夏に向けて「ダイエット」を考えている方が増えています。しかし、健康的に痩せるには、ただ食事量を減らすだけでなく、「血糖値」のコントロールが非常に重要だと、生活習慣病の専門医である牧田善二氏は指摘します。特に注意が必要なのは、「ヘルシーに見えるのに、実は糖質が多い食品」です。これらの食品を知らずに摂取していると、血糖値の急上昇を招き、ダイエットの妨げになるだけでなく、様々な健康リスクを高める可能性があります。本記事では、牧田医師の著書『医者が教えるダイエット 最強の教科書』から、そんな隠れた「糖質」の多い食品を紹介します。
血糖値コントロールがダイエット成功の鍵
健康的にダイエットを成功させる上で、最も重要な要素の一つが食後の「血糖値」を適切にコントロールすることです。血糖値とは、血液中のブドウ糖の濃度を示します。「糖質」を多く含む食品を摂取すると、この血糖値は上昇します。
適切な知識があれば自分で管理できる数値ですが、「ヘルシーだから大丈夫」と安易に考えている食品の中にも、実は大量の糖質が含まれているものがあります。ここでは、健康的なイメージとは裏腹に、血糖値を急上昇させやすい、つまり「糖質」が多く含まれている食品を具体的に紹介します。
意外に多い「ヘルシーに見えて高糖質」な食品
(1) フルーツジュースや野菜ジュース
新鮮な果物を絞ったジュースや、果物をたっぷり使ったスムージーを「健康習慣」として日常的に取り入れている方は少なくありません。しかし、こうした飲み物には、果実数個分にも相当する「果糖」が凝縮されています。スムージーの場合、牛乳やヨーグルトに含まれる「乳糖」も糖質です。果物を摂るなら、ジュースやスムージーではなく、そのまま少量食べる方が血糖値への影響は緩やかです。
また、手軽だからと市販の野菜ジュースをよく飲む方もいますが、飲みやすさを追求するために「濃縮果汁」や「糖類」添加が多く、血糖値の急上昇、いわゆる「血糖値スパイク」を招きがち。注意が必要です。
健康的なダイエットのために選ばれがちなフルーツスムージー。実は果糖や糖類が多く含まれ、血糖値の急上昇を招く可能性がある飲み物。
(2) そば
ヘルシーな和食の代表格として知られる「そば」ですが、牧田医師のクリニックで患者さんの血糖値を測定したところ、ざるそば一枚で血糖値が急激に上昇するケースが多く見られたそうです。そば粉は「炭水化物」のかたまりであり、「二八そば」のように小麦粉が加わっていても、糖質が多いという事実は変わりません。

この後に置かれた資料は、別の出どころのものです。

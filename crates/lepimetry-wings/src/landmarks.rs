//! Wing tip and wing/body junction of one wing.
//!
//! Two methods are available, see [`LandmarkMethod`].
//!
//! On a mask, the outer landmark is the wing pixel farthest from the body
//! center and the inner landmark is the deepest point of the background
//! pocket enclosed by the wing, the head and the body.
//!
//! On a boundary, the outer landmark is the point closest to the wing's top
//! corner. The inner landmark is found by walking the boundary away from
//! the tip (clockwise for the left wing, counter-clockwise for the right)
//! until the walk turns upward or back toward the outside of the specimen.
//! A Fourier-smoothed boundary keeps small ripples along straight edges,
//! and the walk can stop on the first of them instead of at the junction.

use lepimetry_core::{largest_region, BinaryMask, Connectivity, Pixel};
use nalgebra::Point2;
use serde::{Deserialize, Serialize};

#[cfg(feature = "tracing")]
use tracing::instrument;

use crate::WingError;

/// Which wing a boundary belongs to.
#[derive(Clone, Copy, Debug, PartialEq, Eq, Hash, Serialize, Deserialize)]
#[serde(rename_all = "lowercase")]
pub enum Side {
    Left,
    Right,
}

/// Geometric conventions of one side.
#[derive(Clone, Copy, Debug)]
struct SideConvention {
    /// The reference corner is top-right instead of top-left.
    corner_at_width: bool,
    /// Index increment along the boundary, +1 clockwise.
    direction: isize,
    /// Sign applied to x before testing that the walk moved outward.
    outward_sign: f64,
}

const LEFT: SideConvention = SideConvention {
    corner_at_width: false,
    direction: 1,
    outward_sign: -1.0,
};

const RIGHT: SideConvention = SideConvention {
    corner_at_width: true,
    direction: -1,
    outward_sign: 1.0,
};

impl Side {
    #[inline]
    fn convention(self) -> &'static SideConvention {
        match self {
            Side::Left => &LEFT,
            Side::Right => &RIGHT,
        }
    }

    /// Top corner of a frame of the given width, as an `(x, y)` point.
    pub fn corner(self, width: usize) -> Point2<f64> {
        if self.convention().corner_at_width {
            Point2::new(width as f64, 0.0)
        } else {
            Point2::new(0.0, 0.0)
        }
    }
}

/// Where the inner-landmark walk starts and how far each step goes.
#[derive(Clone, Copy, Debug, PartialEq, Serialize, Deserialize)]
#[serde(tag = "kind", rename_all = "snake_case")]
pub enum WalkSchedule {
    /// Start `offset` points past the tip and advance `step` points at a time.
    Fixed { offset: usize, step: usize },
    /// Offset and step as fractions of the boundary length.
    Proportional { offset_frac: f64, step_frac: f64 },
}

impl Default for WalkSchedule {
    fn default() -> Self {
        WalkSchedule::Fixed { offset: 50, step: 1 }
    }
}

impl WalkSchedule {
    /// `(offset, step)` for a boundary of `len` points. The step is at least 1.
    pub fn resolve(&self, len: usize) -> (usize, usize) {
        match *self {
            WalkSchedule::Fixed { offset, step } => (offset, step.max(1)),
            WalkSchedule::Proportional {
                offset_frac,
                step_frac,
            } => {
                let n = len as f64;
                let offset = (offset_frac.max(0.0) * n).round() as usize;
                let step = (step_frac.max(0.0) * n).round() as usize;
                (offset, step.max(1))
            }
        }
    }
}

/// Which representation of the wing the landmarks are read from.
#[derive(Clone, Copy, Debug, Default, PartialEq, Eq, Hash, Serialize, Deserialize)]
#[serde(rename_all = "snake_case")]
pub enum LandmarkMethod {
    /// Extremes of the wing half mask, see [`LandmarkDetector::detect_in_mask`].
    #[default]
    Mask,
    /// Walk along the smoothed boundary, see [`LandmarkDetector::detect`].
    Contour,
}

/// Parameters for [`LandmarkDetector`].
#[derive(Clone, Debug, Serialize, Deserialize)]
#[serde(default)]
pub struct LandmarkParams {
    pub method: LandmarkMethod,
    /// Boundary walk used by [`LandmarkMethod::Contour`].
    pub walk: WalkSchedule,
    /// Fraction of the frame height searched for the wing/body pocket.
    pub pocket_depth: f64,
}

impl Default for LandmarkParams {
    fn default() -> Self {
        Self {
            method: LandmarkMethod::Mask,
            walk: WalkSchedule::default(),
            pocket_depth: 0.75,
        }
    }
}

/// Where the boundary walk found the landmarks.
#[derive(Clone, Copy, Debug, PartialEq, Eq, Serialize, Deserialize)]
pub struct BoundaryWalk {
    /// Boundary index of the tip.
    pub outer_index: usize,
    /// Number of boundary points walked past the tip.
    pub walked: usize,
}

/// Landmarks of a single wing, in the frame they were detected in.
#[derive(Clone, Copy, Debug, PartialEq, Eq, Serialize, Deserialize)]
pub struct WingLandmarks {
    /// Wing tip.
    pub outer: Pixel,
    /// Wing/body junction.
    pub inner: Pixel,
    /// Set by the boundary walk, `None` for mask landmarks.
    pub walk: Option<BoundaryWalk>,
}

impl WingLandmarks {
    pub fn translated(self, dy: i32, dx: i32) -> Self {
        Self {
            outer: self.outer.offset(dy, dx),
            inner: self.inner.offset(dy, dx),
            ..self
        }
    }
}

/// The five landmarks of a specimen, full-image `(y, x)` pixels.
#[derive(Clone, Copy, Debug, PartialEq, Eq, Serialize, Deserialize)]
pub struct LandmarkSet {
    pub outer_pix_l: Pixel,
    pub inner_pix_l: Pixel,
    pub outer_pix_r: Pixel,
    pub inner_pix_r: Pixel,
    pub body_center: Pixel,
}

impl LandmarkSet {
    pub fn from_wings(left: &WingLandmarks, right: &WingLandmarks, body_center: Pixel) -> Self {
        Self {
            outer_pix_l: left.outer,
            inner_pix_l: left.inner,
            outer_pix_r: right.outer,
            inner_pix_r: right.inner,
            body_center,
        }
    }
}

/// Outer and inner landmark detector.
#[derive(Clone, Debug, Default)]
pub struct LandmarkDetector {
    params: LandmarkParams,
}

impl LandmarkDetector {
    pub fn new(params: LandmarkParams) -> Self {
        Self { params }
    }

    #[inline]
    pub fn params(&self) -> &LandmarkParams {
        &self.params
    }

    /// Detect both landmarks of one wing.
    ///
    /// `boundary` is a closed clockwise contour as `(x, y)` points, in a
    /// frame `width` columns wide.
    #[cfg_attr(
        feature = "tracing",
        instrument(level = "debug", skip(self, boundary), fields(len = boundary.len()))
    )]
    pub fn detect(
        &self,
        boundary: &[Point2<f64>],
        side: Side,
        width: usize,
    ) -> Result<WingLandmarks, WingError> {
        let n = boundary.len();
        let corner = side.corner(width);
        let outer_index = boundary
            .iter()
            .enumerate()
            .map(|(i, p)| (i, (*p - corner).norm()))
            .fold(None, |best: Option<(usize, f64)>, (i, d)| match best {
                Some((_, bd)) if bd <= d => best,
                _ => Some((i, d)),
            })
            .map(|(i, _)| i)
            .ok_or(WingError::EmptyBoundary)?;

        let conv = side.convention();
        let at = |i: usize| {
            let j = (outer_index as isize + conv.direction * i as isize).rem_euclid(n as isize);
            boundary[j as usize]
        };

        let (offset, step) = self.params.walk.resolve(n);
        let mut i = offset;
        let inner = loop {
            let next = i + step;
            if next >= n {
                return Err(WingError::WalkExhausted { start: offset, len: n });
            }
            let (cur, nxt) = (at(i), at(next));
            i = next;
            let moved_up = cur.y > nxt.y;
            let moved_outward = conv.outward_sign * cur.x < conv.outward_sign * nxt.x;
            if moved_up || moved_outward {
                break nxt;
            }
        };

        let landmarks = WingLandmarks {
            outer: Pixel::from_point(boundary[outer_index]),
            inner: Pixel::from_point(inner),
            walk: Some(BoundaryWalk {
                outer_index,
                walked: i,
            }),
        };
        log::debug!(
            "{:?} wing: outer ({}, {}), inner ({}, {}) after {} points",
            side,
            landmarks.outer.y,
            landmarks.outer.x,
            landmarks.inner.y,
            landmarks.inner.x,
            i
        );
        Ok(landmarks)
    }

    /// Detect both landmarks on one half of the specimen mask.
    ///
    /// `half` is the specimen cropped to one side of the split column, with
    /// antennae removed. `body_center` is in the same frame, so the right
    /// half sees it at column 0.
    ///
    /// The tip is the pixel of the largest 4-connected region farthest from
    /// `body_center`; ties go to the first pixel in raster order. The
    /// junction is searched in the top `pocket_depth` of the frame, between
    /// the tip column and the split: the largest background region there is
    /// the pocket above the body, and its lowest row gives the junction at
    /// the end nearest the body.
    #[cfg_attr(
        feature = "tracing",
        instrument(level = "debug", skip(self, half), fields(w = half.width(), h = half.height()))
    )]
    pub fn detect_in_mask(
        &self,
        half: &BinaryMask,
        side: Side,
        body_center: Pixel,
    ) -> Result<WingLandmarks, WingError> {
        let wing = largest_region(half, Connectivity::Four).ok_or(WingError::EmptyMask)?;
        let outer = wing
            .pixels
            .iter()
            .map(|&p| (p, p.distance(body_center)))
            .fold(None, |best: Option<(Pixel, f64)>, (p, d)| match best {
                Some((_, bd)) if bd >= d => best,
                _ => Some((p, d)),
            })
            .map(|(p, _)| p)
            .ok_or(WingError::EmptyMask)?;

        let rows = (half.height() as f64 * self.params.pocket_depth.clamp(0.0, 1.0)) as usize;
        let tip_col = outer.x as usize;
        let cols = match side {
            Side::Left => tip_col..half.width(),
            Side::Right => 0..tip_col,
        };
        let col_offset = cols.start as i32;
        let pocket = largest_region(&half.crop(0..rows, cols).inverted(), Connectivity::Four)
            .ok_or(WingError::NoPocket { rows })?;

        // Pixels are in raster order, so the lowest row is a contiguous tail.
        let bottom = pocket.pixels.last().map_or(0, |p| p.y);
        let lowest = pocket.pixels.iter().filter(|p| p.y == bottom);
        let junction = match side {
            Side::Left => lowest.last(),
            Side::Right => lowest.min_by_key(|p| p.x),
        }
        .copied()
        .ok_or(WingError::NoPocket { rows })?;

        let landmarks = WingLandmarks {
            outer,
            inner: junction.offset(0, col_offset),
            walk: None,
        };
        log::debug!(
            "{:?} wing mask: outer ({}, {}), inner ({}, {}), pocket of {} px",
            side,
            landmarks.outer.y,
            landmarks.outer.x,
            landmarks.inner.y,
            landmarks.inner.x,
            pocket.area()
        );
        Ok(landmarks)
    }
}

さらに、そばはするすると喉越しが良いので、ついつい「早食い」になりがちです。これも血糖値の急上昇を招く要因となります。そばを食べる際には、意識的に食べるスピードを落とし、「タンパク質」や「食物繊維」が豊富な鶏肉や野菜などのおかずと一緒にゆっくりと味わうことを心がけましょう。
(3) じゃがいも、かぼちゃなどの芋類
ビタミン、ミネラル、食物繊維、そして抗酸化作用のある「ファイトケミカル」が豊富な野菜は、糖質制限中にも積極的に摂りたい食材です。しかし、「じゃがいも」や「さつまいも」といった芋類、そして「かぼちゃ」は例外的に「糖質」を非常に多く含んでいます。減量を目指す方は、これらの食材は避けるのが賢明です。
「サラダや和食=健康的」というイメージから、サラダに混ざったかぼちゃや、煮物に入ったじゃがいも、里芋などを見落としがちです。どのような調理法であっても、芋類やかぼちゃは糖質過多であるという点を忘れないでください。一見、家庭的で健康的に見えるお惣菜にも、糖質たっぷりの野菜が使われている可能性があるのです。
知らず知らずのうちに摂りすぎている糖質
ヘルシーに見えても糖質が多い食品は身の回りに溢れています。無意識に摂りすぎている可能性があります。一般的な血糖値基準(空腹時110未満、食後2時間140未満)を超えると糖尿病リスク増。高血糖は肥満や、がん、心筋梗塞、脳卒中、アルツハイマー病といった生活習慣病の原因となるAGEを増やします。正しい知識で食事を見直し、血糖値を安定させる習慣が、健康的ダイエットと健やかな毎日への第一歩です。